How the CRO relies on strategic data

The digital experience you offer on your website should be a source of competitive advantage. A strategic approach to CRO strategy helps ensure you offer the digital experience your customers want by helping you focus on their needs and frustrations. 

But you need to be able to see the user behaviors and the barriers that are negatively impacting your customers once they’re on your site. For this, you need access to the right data.

With advanced digital intelligence tools, you can see:

  • How users behave on your site
  • Where they get stuck, and why they leave
  • Which pages and CTAs are working best
  • Which content gets the most views and clicks, and which is underperforming
  • Which forms users are abandoning – and even why they’re abandoning
  • The effectiveness of the digital experience you offer for mobile devices
  • Customers’ direct feedback on your digital experience

Armed with these insights, you can then:

  • Score and quantify insights on consumer digital behavior that feed into your long-term CRO strategy goals so that you can prioritize opportunities for optimization.
  • Record and playback user sessions to reveal exactly how users are moving between content and between pages, highlighting key friction points on the customer journey.
  • Quantify voice of customer feedback to gain a deeper understanding of where customers experience frustration on your site.

This level of deep insight fuels a CRO strategy approach. You can define your CRO strategy goals, set out your roadmap, and prioritize which hypotheses to test. 

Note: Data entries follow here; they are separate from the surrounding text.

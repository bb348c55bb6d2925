// src/scheduler/mod.rs
pub mod executor;
pub mod policy;

use std::sync::{Arc, Mutex};

use chrono::{DateTime, Utc};
use tokio::sync::mpsc;
use tokio::time;

use crate::config::Config;
use crate::domain::{Auction, Bid};
use crate::messaging::Messenger;
use crate::persistence::AuctionStore;

/// The unit of scheduled work.
#[derive(Debug, Clone, Copy, PartialEq, Eq)]
pub enum Task {
    Nothing,
    EndAuction,
    ReminderAnnouncement,
    StartCountdown,
}

/// Process-wide mutable state co-located with the current auction. Created
/// at startup, mutated only by the scheduling loop and the task executor,
/// never persisted directly.
#[derive(Debug, Default)]
pub struct SchedulerState {
    pub current_auction: Option<Auction>,
    /// True only while the countdown is active; blocks all other
    /// scheduling decisions.
    pub running_countdown: bool,
    /// Last end time seen by the policy, used for reminder display.
    pub cached_end_time: Option<DateTime<Utc>>,
    /// Most recent recorded bid, owned by the external bid tracker and
    /// only read here at finalization.
    pub last_winning_bid: Option<Bid>,
}

impl SchedulerState {
    pub fn new(current_auction: Option<Auction>) -> Self {
        SchedulerState {
            current_auction,
            running_countdown: false,
            cached_end_time: None,
            last_winning_bid: None,
        }
    }
}

pub type SharedState = Arc<Mutex<SchedulerState>>;

pub fn shared(state: SchedulerState) -> SharedState {
    Arc::new(Mutex::new(state))
}

/// Sender half of the reschedule rendezvous. Any collaborator that mutates
/// auction state must signal through this so the loop does not sleep past
/// the change.
#[derive(Clone)]
pub struct RescheduleHandle {
    tx: mpsc::Sender<()>,
}

impl RescheduleHandle {
    /// Waits until the loop has room for the signal: at most one request
    /// is ever in flight.
    pub async fn request_reschedule(&self) {
        let _ = self.tx.send(()).await;
    }
}

/// Receiver half, consumed by the scheduling loop.
pub struct RescheduleSignal {
    rx: mpsc::Receiver<()>,
}

impl RescheduleSignal {
    pub async fn recv(&mut self) -> Option<()> {
        self.rx.recv().await
    }
}

pub fn reschedule_channel() -> (RescheduleHandle, RescheduleSignal) {
    let (tx, rx) = mpsc::channel(1);
    (RescheduleHandle { tx }, RescheduleSignal { rx })
}

/// The long-lived coordinator: one timer, one reschedule rendezvous. Sole
/// invoker of the executor.
pub struct Scheduler {
    state: SharedState,
    config: Config,
    store: Arc<dyn AuctionStore>,
    messenger: Arc<dyn Messenger>,
    signal: RescheduleSignal,
}

impl Scheduler {
    pub fn new(
        state: SharedState,
        config: Config,
        store: Arc<dyn AuctionStore>,
        messenger: Arc<dyn Messenger>,
        signal: RescheduleSignal,
    ) -> Self {
        Scheduler {
            state,
            config,
            store,
            messenger,
            signal,
        }
    }

    /// Runs forever. Each iteration recomputes the schedule from scratch;
    /// a stale task is never carried across iterations.
    pub async fn maintain(mut self) {
        loop {
            let (task, when) = {
                let mut state = self.state.lock().unwrap();
                policy::refined_schedule(&mut state, &self.config, Utc::now())
            };

            let wait = (when - Utc::now()).to_std().unwrap_or_default();
            if wait.is_zero() {
                // Already due (the escalation path): perform without
                // racing a zero-length sleep against a pending reschedule,
                // otherwise the countdown flag could be left set with no
                // countdown ever run.
                self.perform(task).await;
                continue;
            }

            tokio::select! {
                _ = time::sleep(wait) => {
                    self.perform(task).await;
                }
                Some(_) = self.signal.recv() => {
                    // Dropping the pending sleep cancels the timer; loop
                    // around and recompute against the current state.
                }
            }
        }
    }

    async fn perform(&self, task: Task) {
        if task == Task::Nothing {
            // Poll tick; the wake itself is the point.
            return;
        }
        executor::perform(
            task,
            &self.state,
            &self.config,
            self.store.as_ref(),
            self.messenger.as_ref(),
        )
        .await;
    }
}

You can measure your progress effectively and prove the impact you’re having on your organization’s bottom line. 

More importantly, you are able to understand your customers and adapt your digital experience to their expectations. You can adapt web pages to match your visitors’ drivers so they know where to find what they need when they land on your site. You can amplify the hooks that get your visitors to move through the customer journey by using elements they find persuasive. And you can minimize the frictions and barriers to action in your funnel. 

This in turn helps you influence the C-suite, increase your budget, and drive the digital and CRO strategy of your company.